Uma vez eleito, que um dos três “não feche a botina”, como fez Tancredo. O Lula apesar do passado de miséria cantado e usado em verso e prosa no apelo para se eleger, a língua pegada, a péssima dicção, e a paranóia de justificar os próprios erros e inadequações como produto das tramóias da oposição, demonstrava alguma energia, mesmo que de coronel do mato ou capataz. O próximo presidenciável caso não capriche na maquilagem para a foto oficial, isso, certamente, irá contradizer a imagem do bronze e frescor de um povo jovem - já nem tão - e feliz. Porque é isso que os turistas estrangeiros buscam, do contrário estará representando fielmente a verdade: o país do abismo entre as classes3, fruto da “esperteza” ou falta de ética na política, faz da base da sua pirâmide o lastro social da feiúra, repulsão, pavor e medo.
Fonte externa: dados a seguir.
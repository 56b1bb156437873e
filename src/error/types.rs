use thiserror::Error;

use crate::model::LayoutStrategy;

/// Unified result type for the kitbash crate.
pub type Result<T> = std::result::Result<T, AssemblyError>;

/// Errors surfaced by the assembly engine.
#[derive(Debug, Error)]
pub enum AssemblyError {
    #[error("pose view quaternion is not unit length (norm {norm})")]
    InvalidPose { norm: f64 },
    #[error("connection attaches sobject `{0}` to itself")]
    SelfConnection(String),
    #[error("sobject `{0}` is not declared in the layout")]
    UnknownSobject(String),
    #[error("no connection declared between `{attractor}` and `{attracted}`")]
    MissingConnection { attractor: String, attracted: String },
    #[error("no port of family `{requested}` on element type `{type_key}`")]
    NoMatchingPort { type_key: String, requested: String },
    #[error("layout strategy `{0}` is not supported")]
    UnsupportedStrategy(LayoutStrategy),
    #[error("geometry provider error: {0}")]
    Provider(String),
    #[error(transparent)]
    Serialization(#[from] serde_json::Error),
}
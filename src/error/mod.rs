//! Error module orchestrator.
//!
//! Downstream code imports the crate error and result types from here while
//! the definitions live in the private `types` module.

mod types;

pub use types::{AssemblyError, Result};
//! Pose choreography: absolute poses for every part of an assembly tree,
//! chain by chain, with optional drift correction.

mod core;

pub use core::{ChainLink, Choreography, chains};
Finalmente, o que tem de novo nessa disputa presidencial diz respeito da concorrência em duas mulheres e um homem, ou seja, mesmo que o presidente do Brasil não venha a ser uma mulher, as mulheres, no campo do simbólico, já tiveram essa vitória, resultado do seu investimento que se processa havia tempo. A prova cabal de que a mulher, realmente, está conquistando espaços. Mas, nos demais aspectos, levando-se ou não em conta a beleza ou a feiúra, tudo continua a mesmice de sempre, mais uma vez o brasileiro é colocados diante do cesto com frutas estragadas: no qual terá de escolher entre elas a supostamente aproveitável.
Notas:
- Derrida (apud MATOS, 2006, p.65) entende que “a tolerância encontra-se do lado da ‘razão do mais forte’, que é uma marca suplementar de soberania [...] que, do alto, significa ao outro: eu te deixo viver, não me és insuportável, eu te ofereço um lugar [...]. Eu te acolho com a condição que te adaptes às leis e normas de meu território, segundo minha língua, minha tradição e memória”.
- Embora Deleuze (2001, p.31), diga que “há um paradoxo da simpatia: ela nos abre uma amplidão moral, uma generalidade, mas essa própria amplidão é sem extensão, essa generalidade é sem quantidade”.
- Como diz Granham (apud BAUMAN, 2009, p.25), “... pessoas fisicamente vizinhas, mas social e economicamente distantes”.
Referências
BAUMAN, Z. Confiança e medo na cidade. Rio de Janeiro: Jorge Zahar Ed., 2009.
BOADELLA, D. Correntes da vida: uma introdução à biossíntese. São Paulo: Summus, 1992.
DELEUZE, G. Empirismo e subjetividade: ensaio sobre a natureza humana segundo Hume. São Paulo: Ed. 34, 2001.
MATOS, O. Discretas esperanças. São Paulo: Nova Alexandria, 2006.
PROENÇA, M. Uma vida inventada: memórias trocadas e outras histórias. 2 ed. Rio de Janeiro: Agir, 2008.